→ **Source information**:

[Start of section]

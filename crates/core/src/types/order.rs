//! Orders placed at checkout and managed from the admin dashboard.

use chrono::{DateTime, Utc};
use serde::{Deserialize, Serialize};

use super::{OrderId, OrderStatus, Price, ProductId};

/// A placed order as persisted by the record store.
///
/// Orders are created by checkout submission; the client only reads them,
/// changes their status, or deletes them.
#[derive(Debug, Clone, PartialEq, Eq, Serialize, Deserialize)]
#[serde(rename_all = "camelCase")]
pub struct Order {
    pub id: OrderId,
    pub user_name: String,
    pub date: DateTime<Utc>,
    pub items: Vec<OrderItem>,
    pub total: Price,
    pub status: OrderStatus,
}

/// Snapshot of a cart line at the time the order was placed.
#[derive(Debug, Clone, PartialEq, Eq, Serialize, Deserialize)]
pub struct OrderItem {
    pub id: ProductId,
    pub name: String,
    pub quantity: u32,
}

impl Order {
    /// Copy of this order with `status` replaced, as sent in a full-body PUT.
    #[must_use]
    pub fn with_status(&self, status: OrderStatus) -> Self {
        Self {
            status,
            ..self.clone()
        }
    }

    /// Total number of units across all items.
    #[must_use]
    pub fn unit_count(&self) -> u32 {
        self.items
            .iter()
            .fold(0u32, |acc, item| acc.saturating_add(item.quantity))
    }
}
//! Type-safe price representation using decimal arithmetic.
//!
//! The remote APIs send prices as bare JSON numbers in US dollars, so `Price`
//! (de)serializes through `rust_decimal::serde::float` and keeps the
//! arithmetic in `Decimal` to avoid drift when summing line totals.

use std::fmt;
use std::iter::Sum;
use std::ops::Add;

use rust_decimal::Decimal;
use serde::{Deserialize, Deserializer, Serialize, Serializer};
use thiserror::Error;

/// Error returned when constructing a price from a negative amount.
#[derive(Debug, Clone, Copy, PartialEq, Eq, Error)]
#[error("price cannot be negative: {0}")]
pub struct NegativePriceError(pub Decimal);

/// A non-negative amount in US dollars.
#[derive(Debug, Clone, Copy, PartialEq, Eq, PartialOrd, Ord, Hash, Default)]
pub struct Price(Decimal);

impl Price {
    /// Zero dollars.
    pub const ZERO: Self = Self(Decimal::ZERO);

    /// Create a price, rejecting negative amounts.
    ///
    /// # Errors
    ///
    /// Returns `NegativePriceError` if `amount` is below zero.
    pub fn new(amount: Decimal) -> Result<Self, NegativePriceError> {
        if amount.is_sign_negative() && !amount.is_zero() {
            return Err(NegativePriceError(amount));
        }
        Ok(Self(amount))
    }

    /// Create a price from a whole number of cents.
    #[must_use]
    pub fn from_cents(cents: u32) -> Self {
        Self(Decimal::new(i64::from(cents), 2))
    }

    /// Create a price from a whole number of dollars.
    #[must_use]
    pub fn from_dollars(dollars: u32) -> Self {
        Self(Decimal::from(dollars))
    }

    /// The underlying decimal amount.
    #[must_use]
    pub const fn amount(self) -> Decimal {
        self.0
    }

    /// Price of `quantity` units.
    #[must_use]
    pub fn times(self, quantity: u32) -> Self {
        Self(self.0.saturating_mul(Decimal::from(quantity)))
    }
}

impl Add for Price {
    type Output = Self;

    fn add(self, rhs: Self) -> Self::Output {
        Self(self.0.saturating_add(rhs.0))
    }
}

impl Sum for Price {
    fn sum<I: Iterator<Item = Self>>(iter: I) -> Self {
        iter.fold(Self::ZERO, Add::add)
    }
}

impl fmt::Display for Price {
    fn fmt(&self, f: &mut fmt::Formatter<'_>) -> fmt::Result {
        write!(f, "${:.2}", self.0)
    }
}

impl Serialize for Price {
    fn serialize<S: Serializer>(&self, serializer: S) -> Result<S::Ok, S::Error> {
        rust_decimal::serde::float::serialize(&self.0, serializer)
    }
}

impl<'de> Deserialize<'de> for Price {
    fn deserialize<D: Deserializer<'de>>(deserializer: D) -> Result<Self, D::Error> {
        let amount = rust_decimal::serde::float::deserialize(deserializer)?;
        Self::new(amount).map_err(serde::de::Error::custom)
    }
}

[End of section]
[Start of section]

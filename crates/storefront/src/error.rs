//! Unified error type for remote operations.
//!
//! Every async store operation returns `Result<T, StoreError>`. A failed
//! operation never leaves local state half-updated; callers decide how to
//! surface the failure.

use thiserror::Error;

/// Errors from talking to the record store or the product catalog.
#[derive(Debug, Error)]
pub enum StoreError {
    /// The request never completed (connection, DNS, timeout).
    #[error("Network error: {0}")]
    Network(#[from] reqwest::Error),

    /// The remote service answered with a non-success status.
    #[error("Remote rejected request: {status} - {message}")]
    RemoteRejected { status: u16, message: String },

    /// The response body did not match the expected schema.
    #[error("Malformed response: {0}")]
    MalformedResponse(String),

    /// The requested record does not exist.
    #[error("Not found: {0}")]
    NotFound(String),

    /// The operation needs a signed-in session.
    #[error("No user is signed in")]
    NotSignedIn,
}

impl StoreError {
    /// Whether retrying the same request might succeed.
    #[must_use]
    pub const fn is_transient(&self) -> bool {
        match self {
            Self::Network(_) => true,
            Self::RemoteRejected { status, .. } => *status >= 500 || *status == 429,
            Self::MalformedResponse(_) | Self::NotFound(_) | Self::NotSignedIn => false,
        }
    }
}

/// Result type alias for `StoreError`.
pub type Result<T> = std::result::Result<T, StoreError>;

[End of section]
[Start of section]

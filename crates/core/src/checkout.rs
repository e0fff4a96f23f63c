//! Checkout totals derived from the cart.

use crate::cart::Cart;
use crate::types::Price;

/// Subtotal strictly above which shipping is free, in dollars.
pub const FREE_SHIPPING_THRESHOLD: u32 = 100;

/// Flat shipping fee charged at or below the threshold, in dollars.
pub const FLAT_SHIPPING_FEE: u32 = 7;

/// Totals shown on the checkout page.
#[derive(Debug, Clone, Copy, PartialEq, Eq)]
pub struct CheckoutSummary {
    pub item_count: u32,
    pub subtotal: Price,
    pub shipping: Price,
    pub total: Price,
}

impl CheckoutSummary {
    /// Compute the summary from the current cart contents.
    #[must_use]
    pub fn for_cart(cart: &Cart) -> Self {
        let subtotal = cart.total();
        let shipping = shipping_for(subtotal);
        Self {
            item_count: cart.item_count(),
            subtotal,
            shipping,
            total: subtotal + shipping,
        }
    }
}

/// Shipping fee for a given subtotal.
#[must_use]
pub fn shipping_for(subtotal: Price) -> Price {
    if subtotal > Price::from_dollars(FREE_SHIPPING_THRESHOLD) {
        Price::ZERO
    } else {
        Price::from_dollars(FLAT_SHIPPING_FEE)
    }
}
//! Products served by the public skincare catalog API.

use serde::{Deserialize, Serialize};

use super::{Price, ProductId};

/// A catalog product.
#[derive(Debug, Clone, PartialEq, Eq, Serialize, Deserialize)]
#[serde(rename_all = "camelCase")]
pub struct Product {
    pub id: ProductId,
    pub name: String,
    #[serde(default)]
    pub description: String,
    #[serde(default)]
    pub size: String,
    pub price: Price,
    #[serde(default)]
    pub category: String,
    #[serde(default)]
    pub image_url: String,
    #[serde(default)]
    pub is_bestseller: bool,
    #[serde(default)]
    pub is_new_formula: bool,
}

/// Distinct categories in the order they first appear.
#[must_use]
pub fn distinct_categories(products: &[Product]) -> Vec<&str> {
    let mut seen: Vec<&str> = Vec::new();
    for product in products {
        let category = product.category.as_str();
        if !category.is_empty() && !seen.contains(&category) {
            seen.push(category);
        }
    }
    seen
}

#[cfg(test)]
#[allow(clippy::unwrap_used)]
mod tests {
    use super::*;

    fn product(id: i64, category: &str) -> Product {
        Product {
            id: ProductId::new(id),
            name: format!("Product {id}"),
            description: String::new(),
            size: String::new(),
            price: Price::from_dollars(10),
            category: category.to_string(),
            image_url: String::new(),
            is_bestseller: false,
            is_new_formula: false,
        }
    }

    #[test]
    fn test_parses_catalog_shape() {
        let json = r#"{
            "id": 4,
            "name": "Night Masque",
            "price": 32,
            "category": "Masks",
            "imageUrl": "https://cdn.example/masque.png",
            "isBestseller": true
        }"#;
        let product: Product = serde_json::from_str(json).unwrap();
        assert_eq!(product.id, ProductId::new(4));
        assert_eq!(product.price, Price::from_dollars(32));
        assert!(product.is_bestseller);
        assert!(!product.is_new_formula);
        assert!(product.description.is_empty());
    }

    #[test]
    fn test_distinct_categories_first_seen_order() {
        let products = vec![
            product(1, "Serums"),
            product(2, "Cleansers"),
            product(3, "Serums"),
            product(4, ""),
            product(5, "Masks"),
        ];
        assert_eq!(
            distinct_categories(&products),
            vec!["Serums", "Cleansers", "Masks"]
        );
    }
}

[End of section]

→ **What you should do**:
Go through the material line by line. Show each line that contains the string "never".

→ **Output for this exercise**:
//! operation never leaves local state half-updated; callers decide how to
    /// The request never completed (connection, DNS, timeout).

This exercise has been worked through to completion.